Vanilla ice cream (half a tub)
Raspberry gelato (5 teaspoons left)
French fries, Tater Tots and Sweet Potato Tots (half bags, all from before Christmas)
Hot Dogs (2 weeks old)
Hamburger (meat and patties, uncooked, vague recollection of purchasing in January)
Pork chops (boneless)
Jimmy Dean sausage (recent purchase)
Italian sausages (1 pound, sweet and hot, fennel free, from the butcher last week)
Chicken cutlets (8 in the packet – forgot to separate them before freezing – too much for one meal for two people)
Shrimp (5, from Christmas?)
Leftovers: taco meat, chicken pot stickers, pizza, good steak from last Sunday night
Tomato sauce (plain)
Spaghetti sauce (from a jar)
Spaghetti sauce (homemade, from Christmas?)
Chili
Chicken stock
Broccoli florets
Peas
Corn
Suffering succotash
French bread
Italian bread
Hamburger rolls
Hot dog rolls
Ancient, drying up popsicles
Vodka (enough for 2 martinis because you never know how the day will go)
So, I suppose if the revolution comes, we can eat for a couple of days.
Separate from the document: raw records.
use std::sync::Arc;
use std::time::Duration;

use chrono::TimeDelta;
use tracing::info;

use crate::clock::Clock;
use crate::engine::Engine;
use crate::notify::Notifier;

/// Send due reminders once. Returns how many notices were delivered.
pub async fn sweep_reminders(
    engine: &Engine,
    notifier: &dyn Notifier,
    clock: &dyn Clock,
    lead: TimeDelta,
) -> usize {
    let mut sent = 0;
    for notice in engine.collect_due_reminders(&clock.now(), lead).await {
        if engine.deliver(notifier, &notice).await {
            metrics::counter!(crate::observability::REMINDERS_SENT_TOTAL).increment(1);
            sent += 1;
        }
    }
    sent
}

/// Background task that reminds teams of meetings starting soon.
pub async fn run_reminder_sweep(
    engine: Arc<Engine>,
    notifier: Arc<dyn Notifier>,
    clock: Arc<dyn Clock>,
    every: Duration,
    lead: TimeDelta,
) {
    let mut interval = tokio::time::interval(every);
    loop {
        interval.tick().await;
        let sent = sweep_reminders(&engine, notifier.as_ref(), clock.as_ref(), lead).await;
        if sent > 0 {
            info!("sent {sent} meeting reminders");
        }
    }
}

/// Background task that compacts the WAL once enough appends pile up.
pub async fn run_compactor(engine: Arc<Engine>, threshold: u64) {
    let mut interval = tokio::time::interval(Duration::from_secs(60));
    loop {
        interval.tick().await;
        let appends = engine.wal_appends_since_compact().await;
        if appends < threshold {
            continue;
        }
        match engine.compact_wal().await {
            Ok(()) => info!("compacted WAL after {appends} appends"),
            Err(e) => tracing::warn!("WAL compaction failed: {e}"),
        }
    }
}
But doing a little research has led me to believe that I can straighten up the mess in the freezer, and learn how to label proper containers (I tend to toss leftovers into Baggies, and trust that I will remember what the blasted thing is when I next encounter it. I am sorry to say that my days as a girl detective are long over, and I cannot tell the difference between a Baggie of tomato sauce and a Baggie of spaghetti sauce, and which might be homemade or Paul Newman’s, at least not without some reliable DNA testing.)
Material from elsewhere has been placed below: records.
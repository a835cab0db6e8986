use crate::reader::ByteReader;

pub const REQUEST_METHODS: [&str; 8] = [
    "OPTIONS", "GET", "HEAD", "POST", "PUT", "DELETE", "TRACE", "CONNECT",
];

pub const PROTOCOL_VERSIONS: [&str; 5] =
    ["HTTP/0.9", "HTTP/1.0", "HTTP/1.1", "HTTP/2.0", "HTTP/3.0"];

#[derive(Debug, Clone, Copy, PartialEq, Eq)]
pub enum HttpKind {
    Request,
    Response,
    /// 先頭トークンがメソッドにもバージョンにも一致しない。
    Unrecognized,
}

/// ヘッダーは生の行のまま順序を保って保持し、ボディは元バッファへの
/// 借用ビューとする (ゼロコピー)。
#[derive(Debug, Clone)]
pub struct Http<'a> {
    pub kind: HttpKind,
    pub method: String,
    pub uri: String,
    pub version: String,
    pub status_code: String,
    pub response_phrase: String,
    pub headers: Vec<String>,
    body: &'a [u8],
}

impl<'a> Http<'a> {
    pub fn parse(data: &'a [u8]) -> Self {
        let mut http = Http {
            kind: HttpKind::Unrecognized,
            method: String::new(),
            uri: String::new(),
            version: String::new(),
            status_code: String::new(),
            response_phrase: String::new(),
            headers: Vec::new(),
            body: &[],
        };

        let mut reader = ByteReader::new(data);

        let first = next_token(&mut reader);
        if REQUEST_METHODS.contains(&first.as_str()) {
            http.kind = HttpKind::Request;
            http.method = first;
            http.uri = next_token(&mut reader);
            http.version = next_line_or_rest(&mut reader);
            http.headers = parse_headers(&mut reader);
            http.body = reader.rest();
            return http;
        }

        // メソッドでなければカーソルを先頭に戻してレスポンスとして再解釈する
        reader.set_position(0);
        let version = next_token(&mut reader);
        if PROTOCOL_VERSIONS.contains(&version.as_str()) {
            http.kind = HttpKind::Response;
            http.version = version;
            http.status_code = next_token(&mut reader);
            http.response_phrase = next_line_or_rest(&mut reader);
            http.headers = parse_headers(&mut reader);
            http.body = reader.rest();
        }

        http
    }

    pub fn is_request(&self) -> bool {
        self.kind == HttpKind::Request
    }

    pub fn is_response(&self) -> bool {
        self.kind == HttpKind::Response
    }

    /// 名前でヘッダー値を引く。値の先頭スペースは1つだけ取り除かれる。
    pub fn header(&self, name: &str) -> Option<&str> {
        for line in &self.headers {
            if let Some((key, value)) = line.split_once(':') {
                if key == name {
                    return Some(value.strip_prefix(' ').unwrap_or(value));
                }
            }
        }
        None
    }

    pub fn body(&self) -> &'a [u8] {
        self.body
    }

    pub fn body_length(&self) -> usize {
        self.body.len()
    }
}

fn next_token(reader: &mut ByteReader) -> String {
    let (token, _) = reader.read_until(|byte| byte == 0 || byte == b' ');
    String::from_utf8_lossy(token).into_owned()
}

fn next_line_or_rest(reader: &mut ByteReader) -> String {
    match reader.read_line() {
        Ok(line) => String::from_utf8_lossy(line).into_owned(),
        Err(_) => {
            let rest = reader.rest();
            let length = rest.len();
            let _ = reader.advance(length);
            String::from_utf8_lossy(rest).into_owned()
        }
    }
}

/// 空行までのヘッダー行を読む。コロンを含まない行で打ち切る。
/// 空行の前にバッファが尽きた場合は残りを読み捨て、ボディ長は0になる。
fn parse_headers(reader: &mut ByteReader) -> Vec<String> {
    let mut headers = Vec::new();

    loop {
        let line = match reader.read_line() {
            Ok(line) => line,
            Err(_) => {
                let remaining = reader.remaining();
                let _ = reader.advance(remaining);
                break;
            }
        };
        if line.is_empty() {
            break;
        }

        let text = String::from_utf8_lossy(line);
        if !text.contains(':') {
            break;
        }
        headers.push(text.into_owned());
    }

    headers
}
Here is a more helpful list of suggestions of what you should have on hand in your freezer. It will make life easier for you when, like me, you are surprised when dinner time rolls around yet again, and that you need to get something hot on the table without running out into the snow to the grocery store. Take notes:
Breads
Butter
Chicken stock/beef stock/vegetable stock (inevitably there is a vegetarian coming to call)
Sausage, bacon
Shrimp
Peas (helpful for livening up an impromptu Fettucine Alfredo, or for icing down an unexpected bump or scrape)
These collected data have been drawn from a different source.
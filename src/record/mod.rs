use std::net::IpAddr;

use serde::{Deserialize, Serialize};

use crate::network::packet::{EtherType, NextProtocol, Packet};

#[derive(Debug, Clone, Copy, PartialEq, Eq, Serialize, Deserialize)]
pub enum ApplicationProtocol {
    Dns,
    Http,
    Irc,
}

/// 解析結果から射影した所有型のサマリレコード。
/// Packet と違いフレームバッファへの借用を持たないため、
/// フレームの寿命を越えて保持・シリアライズできる。
#[derive(Debug, Clone, Serialize, Deserialize)]
pub struct PacketRecord {
    pub source_mac: Option<String>,
    pub destination_mac: Option<String>,
    pub ether_type: Option<EtherType>,
    pub source_ip: Option<IpAddr>,
    pub destination_ip: Option<IpAddr>,
    pub protocol: Option<NextProtocol>,
    pub source_port: Option<u16>,
    pub destination_port: Option<u16>,
    pub length: usize,
    pub payload_length: usize,
    pub application: Option<ApplicationProtocol>,
}

impl PacketRecord {
    pub fn from_packet(packet: &Packet) -> Self {
        let (source_ip, destination_ip, protocol) = if let Some(header) = packet.ipv4() {
            (
                Some(IpAddr::V4(header.source)),
                Some(IpAddr::V4(header.destination)),
                Some(header.next_protocol()),
            )
        } else if let Some(header) = packet.ipv6() {
            (
                Some(IpAddr::V6(header.source)),
                Some(IpAddr::V6(header.destination)),
                Some(header.next_protocol()),
            )
        } else {
            (None, None, None)
        };

        let (source_port, destination_port) = if let Some(header) = packet.tcp() {
            (Some(header.source_port), Some(header.destination_port))
        } else if let Some(header) = packet.udp() {
            (Some(header.source_port), Some(header.destination_port))
        } else {
            (None, None)
        };

        let application = if packet.dns().is_some() {
            Some(ApplicationProtocol::Dns)
        } else if packet.http().is_some() {
            Some(ApplicationProtocol::Http)
        } else if packet.irc().is_some() {
            Some(ApplicationProtocol::Irc)
        } else {
            None
        };

        Self {
            source_mac: packet.ethernet().map(|header| header.source()),
            destination_mac: packet.ethernet().map(|header| header.destination()),
            ether_type: packet.ethernet().map(|header| header.ether_type),
            source_ip,
            destination_ip,
            protocol,
            source_port,
            destination_port,
            length: packet.length(),
            payload_length: packet.payload_length(),
            application,
        }
    }
}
Cooked rice (What a time saver! Next time, make some extra to have on hand!)
Soups, stews, chilis, sauces
Broccoli, spinach, fresh herbs
Frozen fruit – for smoothies or dessert
Small containers of ice cream – portion control!
Meatballs
Tortillas
Cooked chicken slices, cooked ground beef
Ground turkey
Chicken breasts
Nuts
Vodka!
Here are three more helpful freezing hints:
1. Spread meatballs, cookie dough or pigs-in-blankets on a cookie sheet and freeze them before moving them to a container. Keep the recipe handy for the cookies so you remember baking time and temperature.
2. Freeze liquids flat in Baggies, then stand them up sideways for storage. They’ll take up less space. Get out a Sharpie and label the Baggies before you fill with the nice sauce that will be your dinner in a couple of weeks.
3. Keep a list handy of what is in the freezer – put it on your iPhone – or take a photo so you have a visual record of what is on hand. Life is fraught with peril – make it easy for yourself. There might even be an Instagram group that peers into each others’ freezers…
So if Kate and William happen to stop by, you can throw together a decent spread to have with cocktails. Much better than the stale Doritos and cheap white wine they would get here! But now that I am going to be grown up and organized, I’ll be able to whip up some nachos with the tortillas and the taco meat – if only we hadn’t gotten rid of all the shredded cheese bags!
And seriously, food waste is sinful, and it is also hard on the landfill. Here’s a timely piece from The New York Times, with even more ideas of how to avoid waste. Use it up, wear it out, make it do, do without.
“Beware of little expenses; a small leak will sink a great ship.”